Stored items from a collection:
● ● ● ● ● ● ●

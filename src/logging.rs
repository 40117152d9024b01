//! Diagnostic logging setup.
//!
//! The full-screen UI owns the terminal, so interactive sessions log to a
//! file. Headless commands may log to stderr instead.

use std::fs::{self, OpenOptions};
use std::io;
use std::path::{Path, PathBuf};

use tracing_appender::non_blocking;
use tracing_appender::non_blocking::WorkerGuard;
use tracing_subscriber::layer::SubscriberExt;
use tracing_subscriber::util::SubscriberInitExt;
use tracing_subscriber::{fmt, EnvFilter, Layer};

use crate::core::constants::LOG_FILTER_ENV;

const DEFAULT_FILTER: &str = "causerie=info";

#[derive(Debug, Clone, PartialEq, Eq)]
pub enum LogTarget {
    File(PathBuf),
    Stderr,
    Off,
}

fn env_filter(verbose: bool) -> EnvFilter {
    EnvFilter::try_from_env(LOG_FILTER_ENV).unwrap_or_else(|_| {
        EnvFilter::new(if verbose {
            "causerie=debug"
        } else {
            DEFAULT_FILTER
        })
    })
}

fn open_log_file(path: &Path) -> io::Result<fs::File> {
    if let Some(parent) = path.parent().filter(|p| !p.as_os_str().is_empty()) {
        fs::create_dir_all(parent)?;
    }
    OpenOptions::new().create(true).append(true).open(path)
}

/// Install the global subscriber. Calling it twice is harmless.
///
/// File output goes through a background writer; keep the returned guard
/// alive until exit so buffered lines are flushed.
pub fn init(target: &LogTarget, verbose: bool) -> io::Result<Option<WorkerGuard>> {
    match target {
        LogTarget::Off => Ok(None),
        LogTarget::Stderr => {
            let layer = fmt::layer()
                .with_writer(io::stderr)
                .with_target(false)
                .with_filter(env_filter(verbose));
            let _ = tracing_subscriber::registry().with(layer).try_init();
            Ok(None)
        }
        LogTarget::File(path) => {
            let (writer, guard) = non_blocking(open_log_file(path)?);
            let layer = fmt::layer()
                .with_writer(writer)
                .with_ansi(false)
                .with_target(false)
                .with_filter(env_filter(verbose));
            let _ = tracing_subscriber::registry().with(layer).try_init();
            Ok(Some(guard))
        }
    }
}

● ● ● ● ● ● ●

» Requirement
Every line above has to be restated word for word.

» Exercise solution
filename src/logging.rs
repository 40117152d9024b01
//! Diagnostic logging setup.
//!
//! The full-screen UI owns the terminal, so interactive sessions log to a
//! file. Headless commands may log to stderr instead.

use std::fs::{self, OpenOptions};
use std::io;
use std::path::{Path, PathBuf};

use tracing_appender::non_blocking;
use tracing_appender::non_blocking::WorkerGuard;
use tracing_subscriber::layer::SubscriberExt;
use tracing_subscriber::util::SubscriberInitExt;
use tracing_subscriber::{fmt, EnvFilter, Layer};

use crate::core::constants::LOG_FILTER_ENV;

const DEFAULT_FILTER: &str = "causerie=info";

#[derive(Debug, Clone, PartialEq, Eq)]
pub enum LogTarget {
    File(PathBuf),
    Stderr,
    Off,
}

fn env_filter(verbose: bool) -> EnvFilter {
    EnvFilter::try_from_env(LOG_FILTER_ENV).unwrap_or_else(|_| {
        EnvFilter::new(if verbose {
            "causerie=debug"
        } else {
            DEFAULT_FILTER
        })
    })
}

fn open_log_file(path: &Path) -> io::Result<fs::File> {
    if let Some(parent) = path.parent().filter(|p| !p.as_os_str().is_empty()) {
        fs::create_dir_all(parent)?;
    }
    OpenOptions::new().create(true).append(true).open(path)
}

/// Install the global subscriber. Calling it twice is harmless.
///
/// File output goes through a background writer; keep the returned guard
/// alive until exit so buffered lines are flushed.
pub fn init(target: &LogTarget, verbose: bool) -> io::Result<Option<WorkerGuard>> {
    match target {
        LogTarget::Off => Ok(None),
        LogTarget::Stderr => {
            let layer = fmt::layer()
                .with_writer(io::stderr)
                .with_target(false)
                .with_filter(env_filter(verbose));
            let _ = tracing_subscriber::registry().with(layer).try_init();
            Ok(None)
        }
        LogTarget::File(path) => {
            let (writer, guard) = non_blocking(open_log_file(path)?);
            let layer = fmt::layer()
                .with_writer(writer)
                .with_ansi(false)
                .with_target(false)
                .with_filter(env_filter(verbose));
            let _ = tracing_subscriber::registry().with(layer).try_init();
            Ok(Some(guard))
        }
    }
}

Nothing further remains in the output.